The Colombian Army has been in conflict with rebel guerrillas since the 1960s, which led the government and its armed forces to develop courses aimed specifically at training soldiers and officers for that kind of warfare. The name Lancero honors a unit of lancers that fought for Simón Bolívar in the war of independence and showed particular bravery at the Battle of Vargas Swamp.

==History==
The Lancero School (Escuela Militar de Lanceros) was established in 1955, when two US Army Ranger officers, among them Captain Ralph Puckett, developed a Ranger-style training program for the Colombian Army. The course was based on the Fort Benning Ranger Course and adapted to Colombian conditions; its techniques were taught to officers and NCOs of the army and to some personnel of the Naval Infantry before spreading across the armed forces. The army's focus on this kind of training grew through the early 1960s as it confronted irregular conflict with armed peasants in the mountains.

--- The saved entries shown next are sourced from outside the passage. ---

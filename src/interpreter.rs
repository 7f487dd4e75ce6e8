use crate::ast::*;
use crate::error::EvalError;
use crate::tree::format_float;
use std::cmp::Ordering;
use std::fmt;

/// A runtime value of the expression language.
#[derive(Debug, Clone, PartialEq)]
pub enum Value {
    None,
    Bool(bool),
    Int(i64),
    Float(f64),
    Str(String),
    List(Vec<Value>),
}

/// Bounds on parsing and evaluation work.
#[derive(Debug, Clone, Copy, PartialEq, Eq)]
pub struct EvalLimits {
    /// Maximum depth of a parsed expression tree. Brackets, prefix
    /// operators and each link of an operator or postfix chain add a level.
    pub max_depth: usize,
    /// Maximum number of comprehension steps per evaluation.
    pub max_iterations: usize,
    /// Maximum number of list elements and string bytes built or copied
    /// during one evaluation, nested lists included.
    pub max_sequence_len: usize,
    /// Maximum length in bytes of an expression's source text.
    pub max_source_len: usize,
}

impl Default for EvalLimits {
    fn default() -> Self {
        EvalLimits {
            max_depth: 64,
            max_iterations: 100_000,
            max_sequence_len: 100_000,
            max_source_len: 100_000,
        }
    }
}

/// How equality comparisons are checked.
#[derive(Debug, Clone, Copy, PartialEq, Eq)]
pub enum Mode {
    /// `==` between unrelated types is simply false.
    Normal,
    /// `==`, `!=` and `<>` demand operands that could also be ordered, so
    /// mixed-type comparisons fail with `IncomparableTypes`.
    Strict,
}

/// Parse and evaluate `source` in one step.
pub fn eval_str(source: &str, limits: &EvalLimits, mode: Mode) -> Result<Value, EvalError> {
    let expr = crate::parser::parse(source, limits)?;
    evaluate(&expr, limits, mode)
}

/// Evaluate a parsed expression.
pub fn evaluate(expr: &Expr, limits: &EvalLimits, mode: Mode) -> Result<Value, EvalError> {
    let mut interpreter = Interpreter {
        limits,
        mode,
        scope: Vec::new(),
        iterations: 0,
        materialized: 0,
    };
    interpreter.eval(expr)
}

struct Interpreter<'a> {
    limits: &'a EvalLimits,
    mode: Mode,
    /// Comprehension variables, innermost last.
    scope: Vec<(String, Value)>,
    iterations: usize,
    /// Elements and string bytes charged so far.
    materialized: usize,
}
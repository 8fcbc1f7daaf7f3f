//! Book Registry - symbol routing, cancel, and reset.
//!
//! Owns one [`SymbolBook`] per symbol, the resting order store with its
//! cancel index, and the per-user counters that number cancel
//! acknowledgements. Exactly one thread drives a registry, so nothing in
//! here locks.

use rustc_hash::FxHashMap;
use tracing::{debug, trace};

use crate::command::{LogLine, Order, OrderKind, Side, TopOfBook};
use crate::config::{CancelAccounting, EngineConfig};
use crate::order_book::{BookId, OrderId, OrderStore, RestingOrder, SymbolBook};

/// All books of the engine plus the cross-book indices.
pub struct BookRegistry {
    books: Vec<SymbolBook>,
    symbols: FxHashMap<String, BookId>,
    store: OrderStore,
    /// userId -> last order ID seen or minted for that user
    last_ids: FxHashMap<u32, u32>,
    cancel_accounting: CancelAccounting,
}

impl BookRegistry {
    pub fn new(config: &EngineConfig) -> Self {
        Self {
            books: Vec::new(),
            symbols: FxHashMap::default(),
            store: OrderStore::with_capacity(config.order_capacity),
            last_ids: FxHashMap::default(),
            cancel_accounting: config.cancel_accounting,
        }
    }

    /// Process one order.
    ///
    /// # Returns
    /// `Some(lines)` for buy, sell and cancel (in emission order), `None`
    /// when the order was a flush and every book has been reset.
    pub fn handle_order(&mut self, order: &Order) -> Option<Vec<LogLine>> {
        match order.kind {
            OrderKind::Buy | OrderKind::Sell => {
                self.last_ids.insert(order.user_id, order.user_order_id);
                let book_id = self.book_id(&order.symbol);
                let book = &mut self.books[book_id as usize];
                let lines = if order.kind == OrderKind::Buy {
                    book.buy_order(book_id, order, &mut self.store)
                } else {
                    book.sell_order(book_id, order, &mut self.store)
                };
                Some(lines)
            }
            OrderKind::Cancel => Some(self.cancel(order)),
            OrderKind::Flush => {
                self.reset();
                None
            }
        }
    }

    /// Drop every book, every resting order and every user counter.
    pub fn reset(&mut self) {
        debug!(
            books = self.books.len(),
            resting = self.store.len(),
            "resetting order books"
        );
        self.books.clear();
        self.symbols.clear();
        self.store.clear();
        self.last_ids.clear();
    }

    /// Book for `symbol`, created on first use.
    fn book_id(&mut self, symbol: &str) -> BookId {
        if let Some(id) = self.symbols.get(symbol) {
            return *id;
        }
        let id = self.books.len() as BookId;
        self.books.push(SymbolBook::new());
        self.symbols.insert(symbol.to_owned(), id);
        trace!(symbol, id, "new symbol book");
        id
    }

    /// Acknowledge a cancel under a freshly minted ID and remove the order
    /// if it is still resting. The lookup is by order ID only; the
    /// cancelling user need not own the order.
    fn cancel(&mut self, order: &Order) -> Vec<LogLine> {
        let counter = self.last_ids.entry(order.user_id).or_insert(0);
        *counter = counter.wrapping_add(1);
        let new_id = *counter;

        let lines = vec![
            LogLine::CancelAck {
                user_id: order.user_id,
                user_order_id: order.user_order_id,
                new_id,
            },
            LogLine::Ack {
                user_id: order.user_id,
                user_order_id: new_id,
            },
        ];

        let id = order.user_order_id;
        match self.store.take(id) {
            Some(location) => {
                let release = self.cancel_accounting == CancelAccounting::Release;
                let book = &mut self.books[location.book as usize];
                let cancelled = book.cancel_resting(&location, &mut self.store.arena, release);
                trace!(id, owner = cancelled.user_id, qty = cancelled.quantity, "order cancelled");
            }
            None => trace!(id, "cancel of unknown order"),
        }

        lines
    }

    // ========================================================================
    // Introspection
    // ========================================================================

    pub fn book(&self, symbol: &str) -> Option<&SymbolBook> {
        self.symbols.get(symbol).map(|id| &self.books[*id as usize])
    }

    pub fn best_bid(&self, symbol: &str) -> Option<u64> {
        self.book(symbol)?.best_bid()
    }

    pub fn best_ask(&self, symbol: &str) -> Option<u64> {
        self.book(symbol)?.best_ask()
    }

    pub fn top_of_book(&self, symbol: &str, side: Side) -> TopOfBook {
        self.book(symbol)?.top_of_book(side)
    }

    /// (total quantity, linked order count) at a price
    pub fn depth_at(&self, symbol: &str, side: Side, price: u64) -> (u64, u32) {
        self.book(symbol)
            .map(|book| book.depth_at(side, price))
            .unwrap_or((0, 0))
    }

    /// Resting orders at a price, oldest first
    pub fn resting_at(&self, symbol: &str, side: Side, price: u64) -> Vec<RestingOrder> {
        self.book(symbol)
            .map(|book| book.resting_at(side, price, &self.store.arena))
            .unwrap_or_default()
    }

    /// The resting order a cancel of `user_order_id` would remove
    pub fn resting_order(&self, user_order_id: OrderId) -> Option<RestingOrder> {
        let location = self.store.get(user_order_id)?;
        Some(RestingOrder::from(self.store.arena.get(location.node)))
    }

    /// Number of orders the cancel index knows about
    pub fn order_count(&self) -> usize {
        self.store.len()
    }

    /// Number of order nodes linked into any level
    pub fn resting_count(&self) -> u32 {
        self.store.arena.allocated()
    }

    pub fn symbol_count(&self) -> usize {
        self.books.len()
    }

    pub fn symbols(&self) -> impl Iterator<Item = &str> {
        self.symbols.keys().map(String::as_str)
    }

    /// Last order ID recorded or minted for a user
    pub fn last_order_id(&self, user_id: u32) -> Option<u32> {
        self.last_ids.get(&user_id).copied()
    }

    /// Pre-fault order memory
    pub fn warm_up(&mut self) {
        self.store.arena.warm_up();
    }

    /// Hash of the observable book state, independent of symbol creation
    /// order and hash map iteration order (for determinism testing).
    pub fn state_hash(&self) -> u64 {
        use std::collections::hash_map::DefaultHasher;
        use std::hash::{Hash, Hasher};

        let mut hasher = DefaultHasher::new();
        let mut symbols: Vec<_> = self.symbols.iter().collect();
        symbols.sort();

        for (symbol, id) in symbols {
            let book = &self.books[*id as usize];
            symbol.hash(&mut hasher);
            for side in [Side::Buy, Side::Sell] {
                book.top_of_book(side).hash(&mut hasher);
                for level in book.levels(side) {
                    level.price.hash(&mut hasher);
                    level.total_qty.hash(&mut hasher);
                    for idx in level.iter(&self.store.arena) {
                        let node = self.store.arena.get(idx);
                        (node.user_id, node.user_order_id, node.qty).hash(&mut hasher);
                    }
                }
            }
        }

        self.store.len().hash(&mut hasher);
        hasher.finish()
    }
}

impl Default for BookRegistry {
    fn default() -> Self {
        Self::new(&EngineConfig::default())
    }
}

impl std::fmt::Debug for BookRegistry {
    fn fmt(&self, f: &mut std::fmt::Formatter<'_>) -> std::fmt::Result {
        f.debug_struct("BookRegistry")
            .field("symbols", &self.books.len())
            .field("orders", &self.store.len())
            .field("users", &self.last_ids.len())
            .finish()
    }
}
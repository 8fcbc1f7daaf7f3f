//! UDP order client: sends the orders of a scenario fixture to the server.

use std::net::SocketAddr;
use std::path::PathBuf;

use clap::Parser;
use tracing::{info, warn};

use lob_relay::scenario::load_scenarios;
use lob_relay::{OrderSubmitter, TransportConfig, UdpSender};

#[derive(Parser, Debug)]
#[command(name = "lob-client", about = "Send fixture orders to a lob-server over UDP")]
struct Args {
    /// Order input fixture
    #[arg(long, default_value = "data/inputfile.csv")]
    input: PathBuf,

    /// Server address
    #[arg(long, default_value = "[::1]:8888")]
    address: SocketAddr,

    /// Only send this scenario (1-based); all scenarios by default
    #[arg(long)]
    scenario: Option<usize>,

    #[arg(long, default_value_t = tracing::Level::INFO)]
    log_level: tracing::Level,
}

fn main() -> Result<(), Box<dyn std::error::Error>> {
    let args = Args::parse();

    tracing_subscriber::fmt()
        .with_max_level(args.log_level)
        .with_target(false)
        .init();

    let scenarios = load_scenarios(&args.input)?;
    info!(count = scenarios.len(), input = %args.input.display(), "scenarios loaded");

    let transport = TransportConfig {
        address: args.address,
        ..TransportConfig::default()
    };
    let submitter = OrderSubmitter::spawn(UdpSender::connect(&transport)?)?;

    for (number, scenario) in scenarios.iter().enumerate().map(|(i, s)| (i + 1, s)) {
        if args.scenario.is_some_and(|wanted| wanted != number) {
            continue;
        }
        info!(number, name = %scenario.name, orders = scenario.records.len(), "sending scenario");
        for order in &scenario.records {
            submitter.submit(order.clone());
        }
    }

    let sent = submitter.finish()?;
    if sent == 0 {
        warn!("no orders sent");
    }
    info!(sent, "done");
    Ok(())
}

In 1959, Captain Hernando Bernal Duran raised the first Lancer companies of the National Army, modeled on the US Army Rangers and the Korean War Ranger Companies and drawing on lessons from Colombia's earlier deployment to the Korean War. The new companies were more agile and flexible, and were attached to units facing the most active opposition; in 1959 the school created the Compañías de Lanceros (Lancero Companies) as a more agile and flexible formation within the army.

In 1966 the school was tasked with running an Extraordinary NCO Course (Curso Extraordinario de Suboficiales), and in 1969 it introduced a dedicated counter-guerrilla course (Curso de Contraguerrilla) under its commander, Major Carlos Narváez Casallas.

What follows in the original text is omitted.